* **STUDY MATERIAL**:
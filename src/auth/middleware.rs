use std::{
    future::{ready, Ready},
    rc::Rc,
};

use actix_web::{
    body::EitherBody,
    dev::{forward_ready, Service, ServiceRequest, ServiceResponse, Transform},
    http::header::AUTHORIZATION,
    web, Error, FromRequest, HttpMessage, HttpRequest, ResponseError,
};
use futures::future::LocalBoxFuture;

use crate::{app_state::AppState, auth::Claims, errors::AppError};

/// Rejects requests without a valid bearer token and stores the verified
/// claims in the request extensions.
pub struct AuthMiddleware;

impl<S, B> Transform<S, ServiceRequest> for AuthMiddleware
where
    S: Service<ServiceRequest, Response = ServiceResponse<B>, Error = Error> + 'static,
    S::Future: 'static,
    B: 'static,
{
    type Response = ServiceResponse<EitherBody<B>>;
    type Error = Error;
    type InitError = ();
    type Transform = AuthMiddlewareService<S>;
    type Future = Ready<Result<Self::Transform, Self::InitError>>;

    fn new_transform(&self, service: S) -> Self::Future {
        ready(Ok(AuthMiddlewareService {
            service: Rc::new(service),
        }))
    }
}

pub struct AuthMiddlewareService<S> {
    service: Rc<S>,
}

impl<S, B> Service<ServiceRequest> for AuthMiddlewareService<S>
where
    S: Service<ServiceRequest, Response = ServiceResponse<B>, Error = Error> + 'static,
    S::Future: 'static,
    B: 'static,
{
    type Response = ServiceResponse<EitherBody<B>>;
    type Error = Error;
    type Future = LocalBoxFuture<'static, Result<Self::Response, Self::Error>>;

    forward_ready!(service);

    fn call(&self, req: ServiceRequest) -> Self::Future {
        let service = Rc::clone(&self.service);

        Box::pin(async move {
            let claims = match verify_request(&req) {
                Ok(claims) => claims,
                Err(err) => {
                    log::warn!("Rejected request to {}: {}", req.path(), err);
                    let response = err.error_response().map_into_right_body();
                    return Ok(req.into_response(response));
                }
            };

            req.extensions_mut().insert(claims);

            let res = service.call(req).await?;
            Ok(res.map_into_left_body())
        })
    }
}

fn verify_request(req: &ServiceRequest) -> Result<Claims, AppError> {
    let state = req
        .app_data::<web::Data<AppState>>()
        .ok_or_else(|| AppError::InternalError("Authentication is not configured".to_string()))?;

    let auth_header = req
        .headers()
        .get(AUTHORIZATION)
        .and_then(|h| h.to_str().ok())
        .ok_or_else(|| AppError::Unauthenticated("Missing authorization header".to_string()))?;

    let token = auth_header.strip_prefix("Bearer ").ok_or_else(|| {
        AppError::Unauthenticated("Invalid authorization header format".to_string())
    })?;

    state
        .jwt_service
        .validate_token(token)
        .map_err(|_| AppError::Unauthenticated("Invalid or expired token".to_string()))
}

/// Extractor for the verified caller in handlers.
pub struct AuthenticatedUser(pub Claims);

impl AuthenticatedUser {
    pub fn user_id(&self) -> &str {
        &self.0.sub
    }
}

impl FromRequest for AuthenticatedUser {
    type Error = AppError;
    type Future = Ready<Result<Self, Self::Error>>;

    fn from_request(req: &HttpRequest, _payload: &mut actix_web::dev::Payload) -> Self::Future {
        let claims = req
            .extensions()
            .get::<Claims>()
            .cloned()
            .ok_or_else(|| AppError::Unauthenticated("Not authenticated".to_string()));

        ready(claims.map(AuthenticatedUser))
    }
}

* **WHAT THE EXERCISE ASKS**: Would you write the records out again, word for word?

* **SOLUTION**:
filename src/auth/middleware.rs
use std::{
    future::{ready, Ready},
    rc::Rc,
};

use actix_web::{
    body::EitherBody,
    dev::{forward_ready, Service, ServiceRequest, ServiceResponse, Transform},
    http::header::AUTHORIZATION,
    web, Error, FromRequest, HttpMessage, HttpRequest, ResponseError,
};
use futures::future::LocalBoxFuture;

use crate::{app_state::AppState, auth::Claims, errors::AppError};

/// Rejects requests without a valid bearer token and stores the verified
/// claims in the request extensions.
pub struct AuthMiddleware;

impl<S, B> Transform<S, ServiceRequest> for AuthMiddleware
where
    S: Service<ServiceRequest, Response = ServiceResponse<B>, Error = Error> + 'static,
    S::Future: 'static,
    B: 'static,
{
    type Response = ServiceResponse<EitherBody<B>>;
    type Error = Error;
    type InitError = ();
    type Transform = AuthMiddlewareService<S>;
    type Future = Ready<Result<Self::Transform, Self::InitError>>;

    fn new_transform(&self, service: S) -> Self::Future {
        ready(Ok(AuthMiddlewareService {
            service: Rc::new(service),
        }))
    }
}

pub struct AuthMiddlewareService<S> {
    service: Rc<S>,
}

impl<S, B> Service<ServiceRequest> for AuthMiddlewareService<S>
where
    S: Service<ServiceRequest, Response = ServiceResponse<B>, Error = Error> + 'static,
    S::Future: 'static,
    B: 'static,
{
    type Response = ServiceResponse<EitherBody<B>>;
    type Error = Error;
    type Future = LocalBoxFuture<'static, Result<Self::Response, Self::Error>>;

    forward_ready!(service);

    fn call(&self, req: ServiceRequest) -> Self::Future {
        let service = Rc::clone(&self.service);

        Box::pin(async move {
            let claims = match verify_request(&req) {
                Ok(claims) => claims,
                Err(err) => {
                    log::warn!("Rejected request to {}: {}", req.path(), err);
                    let response = err.error_response().map_into_right_body();
                    return Ok(req.into_response(response));
                }
            };

            req.extensions_mut().insert(claims);

            let res = service.call(req).await?;
            Ok(res.map_into_left_body())
        })
    }
}

fn verify_request(req: &ServiceRequest) -> Result<Claims, AppError> {
    let state = req
        .app_data::<web::Data<AppState>>()
        .ok_or_else(|| AppError::InternalError("Authentication is not configured".to_string()))?;

    let auth_header = req
        .headers()
        .get(AUTHORIZATION)
        .and_then(|h| h.to_str().ok())
        .ok_or_else(|| AppError::Unauthenticated("Missing authorization header".to_string()))?;

    let token = auth_header.strip_prefix("Bearer ").ok_or_else(|| {
        AppError::Unauthenticated("Invalid authorization header format".to_string())
    })?;

    state
        .jwt_service
        .validate_token(token)
        .map_err(|_| AppError::Unauthenticated("Invalid or expired token".to_string()))
}

/// Extractor for the verified caller in handlers.
pub struct AuthenticatedUser(pub Claims);

impl AuthenticatedUser {
    pub fn user_id(&self) -> &str {
        &self.0.sub
    }
}

impl FromRequest for AuthenticatedUser {
    type Error = AppError;
    type Future = Ready<Result<Self, Self::Error>>;

    fn from_request(req: &HttpRequest, _payload: &mut actix_web::dev::Payload) -> Self::Future {
        let claims = req
            .extensions()
            .get::<Claims>()
            .cloned()
            .ok_or_else(|| AppError::Unauthenticated("Not authenticated".to_string()));

        ready(claims.map(AuthenticatedUser))
    }
}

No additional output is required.